[Task input Boundary: Start]
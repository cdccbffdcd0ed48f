//! In-process message channel between a host and a worker.
//!
//! Two bounded mpsc queues carrying [`Envelope`]s, one per direction. Each
//! direction preserves send order; pairing requests with responses is left to
//! the `id` field.

use tokio::sync::mpsc;

use super::protocol::Envelope;

/// Host side: sends requests, receives responses.
#[derive(Debug)]
pub struct HostEnd {
    pub sender: mpsc::Sender<Envelope>,
    pub receiver: mpsc::Receiver<Envelope>,
}

/// Worker side: receives requests, sends responses.
#[derive(Debug)]
pub struct WorkerEnd {
    pub receiver: mpsc::Receiver<Envelope>,
    pub sender: mpsc::Sender<Envelope>,
}

/// Create a connected pair of channel ends, each direction bounded by `capacity`.
pub fn channel(capacity: usize) -> (HostEnd, WorkerEnd) {
    let capacity = capacity.max(1);
    let (request_tx, request_rx) = mpsc::channel(capacity);
    let (response_tx, response_rx) = mpsc::channel(capacity);
    (
        HostEnd {
            sender: request_tx,
            receiver: response_rx,
        },
        WorkerEnd {
            receiver: request_rx,
            sender: response_tx,
        },
    )
}
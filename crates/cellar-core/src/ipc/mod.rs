//! Message transport between a host and a worker.
//!
//! - [`channel`] builds the in-process, ordered, bidirectional queue pair.
//! - [`protocol`] defines the request and response envelopes.
//! - [`framing`] carries envelopes over byte streams (worker process stdio).
//! - [`HostGateway`] is the caller-side stub that correlates responses by id.
//! - [`WorkerProcess`] runs a worker in a separate process.

mod channel;
pub mod framing;
mod gateway;
mod process;
pub mod protocol;

pub use channel::{HostEnd, WorkerEnd, channel};
pub use gateway::{HostGateway, PendingResult};
pub use process::WorkerProcess;
pub use protocol::{Envelope, ExecutionRequest, ExecutionResult, Outcome, ProtocolError, RequestId};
[Task input Boundary: End]
▸ Task statement: Repeat the entries above verbatim.

▸ Written solution:
repository cdccbffdcd0ed48f
//! In-process message channel between a host and a worker.
//!
//! Two bounded mpsc queues carrying [`Envelope`]s, one per direction. Each
//! direction preserves send order; pairing requests with responses is left to
//! the `id` field.

use tokio::sync::mpsc;

use super::protocol::Envelope;

/// Host side: sends requests, receives responses.
#[derive(Debug)]
pub struct HostEnd {
    pub sender: mpsc::Sender<Envelope>,
    pub receiver: mpsc::Receiver<Envelope>,
}

/// Worker side: receives requests, sends responses.
#[derive(Debug)]
pub struct WorkerEnd {
    pub receiver: mpsc::Receiver<Envelope>,
    pub sender: mpsc::Sender<Envelope>,
}

/// Create a connected pair of channel ends, each direction bounded by `capacity`.
pub fn channel(capacity: usize) -> (HostEnd, WorkerEnd) {
    let capacity = capacity.max(1);
    let (request_tx, request_rx) = mpsc::channel(capacity);
    let (response_tx, response_rx) = mpsc::channel(capacity);
    (
        HostEnd {
            sender: request_tx,
            receiver: response_rx,
        },
        WorkerEnd {
            receiver: request_rx,
            sender: response_tx,
        },
    )
}
filename crates/cellar-core/src/ipc/mod.rs
//! Message transport between a host and a worker.
//!
//! - [`channel`] builds the in-process, ordered, bidirectional queue pair.
//! - [`protocol`] defines the request and response envelopes.
//! - [`framing`] carries envelopes over byte streams (worker process stdio).
//! - [`HostGateway`] is the caller-side stub that correlates responses by id.
//! - [`WorkerProcess`] runs a worker in a separate process.

mod channel;
pub mod framing;
mod gateway;
mod process;
pub mod protocol;

pub use channel::{HostEnd, WorkerEnd, channel};
pub use gateway::{HostGateway, PendingResult};
pub use process::WorkerProcess;
pub use protocol::{Envelope, ExecutionRequest, ExecutionResult, Outcome, ProtocolError, RequestId};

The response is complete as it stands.